Der Jahresrückblick 2023 der Aichacher Zeitung
Veröffentlicht am 19.11.2014 12:00

Aichacher Rechtsanwalt wegen Veruntreuung von Mandantengeldern verurteilt

Oberstaatsanwalt Dr. Günther Zechmann benötigte einige Zeit, um die lange Anklageschrift zu verlesen. 22 Fälle von Untreue warf er dem Rechtsanwalt (Verteidigerin: Alexandra Gutmeyr) vor. Er hatte Mandantengelder für sich behalten. Alles kam auf, als eine Familie, deren Sohn bei einem Unfall schwer verletzt worden war, sehr lange auf das erstrittene Schmerzensgeld wartete. Gut 18 000 Euro standen aus. Der Rechtsanwalt vertröstete sie jahrelang. Irgendwann fragten die Leute selbst bei der Versicherung nach und erfuhren, das Geld sei längst überwiesen. Es ist üblich, dass Rechtsanwälte derartige Zahlungen auf ein Fremdgeldkonto erhalten und von dort aus binnen 14 Tagen an die Klienten weitergeben.

Die Familie wandte sich an die Staatsanwaltschaft. „In einem Nebensatz erwähnte der Mann, dass es wohl noch einen weiteren Fall geben könnte”, berichtete Zechmann. Er ging der Sache nach und stieß auf eine noch größere Tragödie.

Im September 2003 war ein junger Mann bei einem Unfall so schwer verletzt worden, dass er halbseitig gelähmt blieb. Nach einem langen Rechtsstreit, den der Anwalt für den Behinderten führte, zahlte die Versicherung im Juni 2011 endlich 80 000 Euro aus. Das Geld wurde dringend für den Umbau des Hauses gebraucht. Doch der Angeklagte wurde erst tätig, nachdem schon gegen ihn ermittelt wurde. Im Januar 2014 überwies er das Geld.

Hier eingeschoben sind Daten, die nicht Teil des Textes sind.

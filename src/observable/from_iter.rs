use std::{marker::PhantomData, sync::Arc};

use crate::{
  observable::ObservableSource,
  observer::Observer,
  subscription::{BooleanSubscription, Subscription},
};

/// Emits every element of an iterator, then completes.
///
/// The iterator is cloned per subscription, so each subscriber walks the
/// whole sequence. Disposing stops the walk before the next element.
///
/// ```rust
/// use std::sync::{Arc, Mutex};
///
/// use rxsingle::prelude::*;
///
/// let seen = Arc::new(Mutex::new(Vec::new()));
/// let c_seen = seen.clone();
/// observable::from_iter::<_, ()>(vec![3, 1, 2]).subscribe(
///   move |v| c_seen.lock().unwrap().push(v),
///   || {},
///   |_| {},
/// );
/// assert_eq!(*seen.lock().unwrap(), vec![3, 1, 2]);
/// ```
pub struct FromIter<I, Err> {
  iter: I,
  _p: PhantomData<fn() -> Err>,
}

impl<I, Err> FromIter<I, Err> {
  pub(crate) fn new(iter: I) -> Self { Self { iter, _p: PhantomData } }
}

impl<I: Clone, Err> Clone for FromIter<I, Err> {
  fn clone(&self) -> Self { Self::new(self.iter.clone()) }
}

impl<I, Err> ObservableSource for FromIter<I, Err>
where
  I: IntoIterator + Clone + Send + Sync + 'static,
  I::Item: Send + 'static,
  Err: Send + 'static,
{
  type Item = I::Item;
  type Err = Err;

  fn actual_subscribe<O>(&self, mut observer: O)
  where
    O: Observer<Self::Item, Self::Err>,
  {
    let subscription = Arc::new(BooleanSubscription::new());
    observer.on_subscribe(subscription.clone());
    for value in self.iter.clone() {
      if subscription.is_closed() {
        return;
      }
      observer.on_next(value);
    }
    if !subscription.is_closed() {
      observer.on_complete();
    }
  }
}

#[cfg(test)]
mod tests {
  use crate::{
    prelude::*,
    test_util::{Event, TestObserver},
  };

  #[rxsingle_macro::test]
  fn every_subscriber_gets_the_whole_sequence() {
    let source = observable::from_iter(0..3);
    for _ in 0..2 {
      let spy = TestObserver::<i32, ()>::new();
      source.clone().subscribe_with(spy.clone());
      assert_eq!(
        spy.events(),
        vec![Event::Next(0), Event::Next(1), Event::Next(2), Event::Complete]
      );
    }
  }

  #[rxsingle_macro::test]
  fn empty_iterator_only_completes() {
    let spy = TestObserver::<u8, ()>::new();
    observable::from_iter(Vec::new()).subscribe_with(spy.clone());
    assert_eq!(spy.events(), vec![Event::Complete]);
  }
}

Es kam eine Summe von über 200 000 Euro zusammen, nur aus den Fällen, die der Staatsanwalt schließlich anklagte. Außenstände unter 1000 Euro ließ er weg, zudem waren zahlreiche Fälle bereits verjährt.

Der Angeklagte selbst stellte sich seiner Schuld. „Ich schäme mich bodenlos”, bekannte der 61-Jährige. Er berichtete, wie eine Lawine ins Rollen gekommen sei, nachdem er im Jahr 2000 einen Schlaganfall erlitten hatte. Danach habe er nicht mehr mit voller Kraft arbeiten können und viele Mandate verloren.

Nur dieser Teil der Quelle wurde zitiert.